(Exercise):
Transcribe only the lines of the listing below from the one holding "pub fn requests(&self)" through the one holding "headers: parts", inclusive, without any change.
[[ Extracted data, beginning ]]
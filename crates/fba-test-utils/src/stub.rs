//! Canned-response HTTP backend
//!
//! An axum router on an ephemeral localhost port. Every request lands in one
//! fallback handler that records it and answers with the response registered
//! for its method and path; anything unregistered gets a 404 with a `detail`.

use axum::body::{to_bytes, Body};
use axum::extract::{Request, State};
use axum::http::{header, StatusCode};
use axum::response::{IntoResponse, Response};
use axum::Router;
use parking_lot::Mutex;
use serde_json::{json, Value};
use std::net::SocketAddr;
use std::sync::Arc;
use tokio::net::TcpListener;
use tokio::task::JoinHandle;

/// Largest request body the stub buffers
const MAX_BODY: usize = 1024 * 1024;

#[derive(Debug, Clone)]
pub struct StubResponse {
    pub status: u16,
    pub body: String,
}

impl StubResponse {
    pub fn json(status: u16, body: &Value) -> Self {
        Self {
            status,
            body: body.to_string(),
        }
    }

    pub fn ok(body: &Value) -> Self {
        Self::json(200, body)
    }

    pub fn detail(status: u16, detail: &str) -> Self {
        Self::json(status, &json!({ "detail": detail }))
    }

    pub fn raw(status: u16, body: impl Into<String>) -> Self {
        Self {
            status,
            body: body.into(),
        }
    }
}

#[derive(Debug, Clone)]
pub struct RecordedRequest {
    pub method: String,
    pub path: String,
    pub query: Option<String>,
    pub headers: Vec<(String, String)>,
    pub body: String,
}

impl RecordedRequest {
    /// Header value, name matched case-insensitively
    pub fn header(&self, name: &str) -> Option<&str> {
        let name = name.to_ascii_lowercase();
        self.headers
            .iter()
            .find(|(k, _)| *k == name)
            .map(|(_, v)| v.as_str())
    }

    pub fn json_body(&self) -> Value {
        serde_json::from_str(&self.body).unwrap_or(Value::Null)
    }
}

#[derive(Debug, Clone)]
struct Route {
    method: String,
    path: String,
    response: StubResponse,
}

type Shared<T> = Arc<Mutex<Vec<T>>>;

#[derive(Clone, Default)]
struct StubState {
    routes: Shared<Route>,
    requests: Shared<RecordedRequest>,
}

/// Mount point of the stubbed API; routes are registered relative to it
pub const API_PREFIX: &str = "/api/v1";

pub struct StubServer {
    addr: SocketAddr,
    state: StubState,
    task: JoinHandle<()>,
}

impl StubServer {
    pub async fn start() -> Self {
        let listener = TcpListener::bind("127.0.0.1:0")
            .await
            .expect("bind stub server");
        let addr = listener.local_addr().expect("stub server address");
        let state = StubState::default();
        let app = Router::new().fallback(answer).with_state(state.clone());
        let task = tokio::spawn(async move {
            let _ = axum::serve(listener, app).await;
        });
        Self { addr, state, task }
    }

    /// Register a response; later registrations for the same route win
    pub fn on(&self, method: &str, path: &str, response: StubResponse) -> &Self {
        self.state.routes.lock().push(Route {
            method: method.to_ascii_uppercase(),
            path: format!("{API_PREFIX}{path}"),
            response,
        });
        self
    }

    pub fn base_url(&self) -> String {
        format!("http://{}{API_PREFIX}", self.addr)
    }

    pub fn requests(&self) -> Vec<RecordedRequest> {
        self.state.requests.lock().clone()
    }

    pub fn requests_to(&self, path: &str) -> Vec<RecordedRequest> {
        let path = format!("{API_PREFIX}{path}");
        self.state
            .requests
            .lock()
            .iter()
            .filter(|r| r.path == path)
            .cloned()
            .collect()
    }
}

impl Drop for StubServer {
    fn drop(&mut self) {
        self.task.abort();
    }
}

async fn answer(State(state): State<StubState>, request: Request) -> Response {
    let (parts, body) = request.into_parts();
    let body = to_bytes(body, MAX_BODY).await.unwrap_or_default();

    let method = parts.method.as_str().to_string();
    let path = parts.uri.path().to_string();
    let response = state
        .routes
        .lock()
        .iter()
        .rev()
        .find(|r| r.method == method && r.path == path)
        .map(|r| r.response.clone())
        .unwrap_or_else(|| StubResponse::detail(404, "Not Found"));

    state.requests.lock().push(RecordedRequest {
        method,
        path,
        query: parts.uri.query().map(str::to_string),
        headers: parts
            .headers
            .iter()
            .map(|(k, v)| {
                (
                    k.as_str().to_string(),
                    v.to_str().unwrap_or_default().to_string(),
                )
            })
            .collect(),
        body: String::from_utf8_lossy(&body).into_owned(),
    });

    let status = StatusCode::from_u16(response.status).unwrap_or(StatusCode::INTERNAL_SERVER_ERROR);
    (
        status,
        [(header::CONTENT_TYPE, "application/json")],
        Body::from(response.body),
    )
        .into_response()
}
[[ Extracted data, end ]]
(Exercise solution):
    pub fn requests(&self) -> Vec<RecordedRequest> {
        self.state.requests.lock().clone()
    }

    pub fn requests_to(&self, path: &str) -> Vec<RecordedRequest> {
        let path = format!("{API_PREFIX}{path}");
        self.state
            .requests
            .lock()
            .iter()
            .filter(|r| r.path == path)
            .cloned()
            .collect()
    }
}

impl Drop for StubServer {
    fn drop(&mut self) {
        self.task.abort();
    }
}

async fn answer(State(state): State<StubState>, request: Request) -> Response {
    let (parts, body) = request.into_parts();
    let body = to_bytes(body, MAX_BODY).await.unwrap_or_default();

    let method = parts.method.as_str().to_string();
    let path = parts.uri.path().to_string();
    let response = state
        .routes
        .lock()
        .iter()
        .rev()
        .find(|r| r.method == method && r.path == path)
        .map(|r| r.response.clone())
        .unwrap_or_else(|| StubResponse::detail(404, "Not Found"));

    state.requests.lock().push(RecordedRequest {
        method,
        path,
        query: parts.uri.query().map(str::to_string),
        headers: parts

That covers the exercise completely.